Apariciones en la ciudad Prohibida

En el corazón de Beijing, china, se encuentra un complejo arquitectónico construido y ocupado durante la primera mitad del siglo XV. La Ciudad Prohibida, el palacio real de los emperadores chinos y que hoy forma parte del Patrimonio Cultural de la Humanidad, recibió ese nombre debido a que su acceso estaba impedido a los plebeyos, aunque también ciertos funcionarios y miembros de la realeza tenían restringido el paso a las áreas exclusivas para el emperador.

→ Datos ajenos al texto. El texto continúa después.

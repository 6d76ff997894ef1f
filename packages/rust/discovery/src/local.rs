//! Local filesystem source enumeration and input normalization (§4.4 step 1-2).

use std::path::{Path, PathBuf};

use llmsforge_shared::adapters::WebSearchProvider;
use llmsforge_shared::{PipelineError, Result};
use url::Url;

const LOCAL_EXTENSIONS: [&str; 3] = ["md", "txt", "docx"];

/// The normalized form of a discovery input, before any crawling happens.
pub enum NormalizedStart {
    Web(Url),
    Local(PathBuf),
}

/// Normalize `topic_or_url` per §4.4 step 1-2: URL, then filesystem path,
/// then a web-search fallback over `"<topic> documentation main page"`.
pub async fn normalize(
    topic_or_url: &str,
    web_search: &dyn WebSearchProvider,
) -> Result<NormalizedStart> {
    if let Ok(url) = Url::parse(topic_or_url) {
        if !url.scheme().is_empty() {
            return Ok(NormalizedStart::Web(url));
        }
    }

    let path = Path::new(topic_or_url);
    if path.exists() {
        return Ok(NormalizedStart::Local(path.to_path_buf()));
    }

    let query = format!("{topic_or_url} documentation main page");
    let hits = web_search.search(&query, 3).await?;
    let chosen = pick_best_hit(&hits).ok_or_else(|| {
        PipelineError::invalid_request(format!(
            "no web-search result found for topic '{topic_or_url}'"
        ))
    })?;
    let url = Url::parse(chosen).map_err(|e| {
        PipelineError::invalid_request(format!("web-search result is not a valid URL: {e}"))
    })?;
    Ok(NormalizedStart::Web(url))
}

/// Pick the `/docs`-matching shortest URL, else the shortest URL overall.
fn pick_best_hit(hits: &[llmsforge_shared::adapters::SearchHit]) -> Option<&str> {
    let docs_matches: Vec<&str> = hits
        .iter()
        .map(|h| h.url.as_str())
        .filter(|url| url.contains("/docs"))
        .collect();
    if !docs_matches.is_empty() {
        return docs_matches.into_iter().min_by_key(|u| u.len());
    }
    hits.iter().map(|h| h.url.as_str()).min_by_key(|u| u.len())
}

/// Enumerate local sources per §4.4: a directory is walked recursively for
/// `{.md, .txt, .docx}` files (truncated to `max_urls`); a file yields just
/// itself.
pub fn enumerate_local(path: &Path, max_urls: usize) -> Result<Vec<String>> {
    if path.is_file() {
        return Ok(vec![path.to_string_lossy().into_owned()]);
    }
    if !path.is_dir() {
        return Err(PipelineError::invalid_request(format!(
            "local source path does not exist: {}",
            path.display()
        )));
    }

    let mut out = Vec::new();
    walk_dir(path, &mut out)?;
    out.sort();
    out.truncate(max_urls);
    Ok(out)
}

fn walk_dir(dir: &Path, out: &mut Vec<String>) -> Result<()> {
    let entries = std::fs::read_dir(dir).map_err(|e| PipelineError::io(dir, e))?;
    for entry in entries {
        let entry = entry.map_err(|e| PipelineError::io(dir, e))?;
        let path = entry.path();
        if path.is_dir() {
            walk_dir(&path, out)?;
            continue;
        }
        let has_match = path
            .extension()
            .and_then(|ext| ext.to_str())
            .map(|ext| LOCAL_EXTENSIONS.contains(&ext.to_lowercase().as_str()))
            .unwrap_or(false);
        if has_match {
            out.push(path.to_string_lossy().into_owned());
        }
    }
    Ok(())
}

Los fastuosos edificios, los jardines y los templos ceremoniales se disponen de acuerdo con las normas indicadas por el arte del Feng shui. La construcción, hoy abierta de manera parcial hasta la Revolución de 1911-1912, que marcó el término del gobierno imperial, el cual se extendió por más de 2,000 años y abrió paso a un régimen republicano. Puyi, el emperador que se convirtió en ciudadano, la hábito en secreto algunos años más.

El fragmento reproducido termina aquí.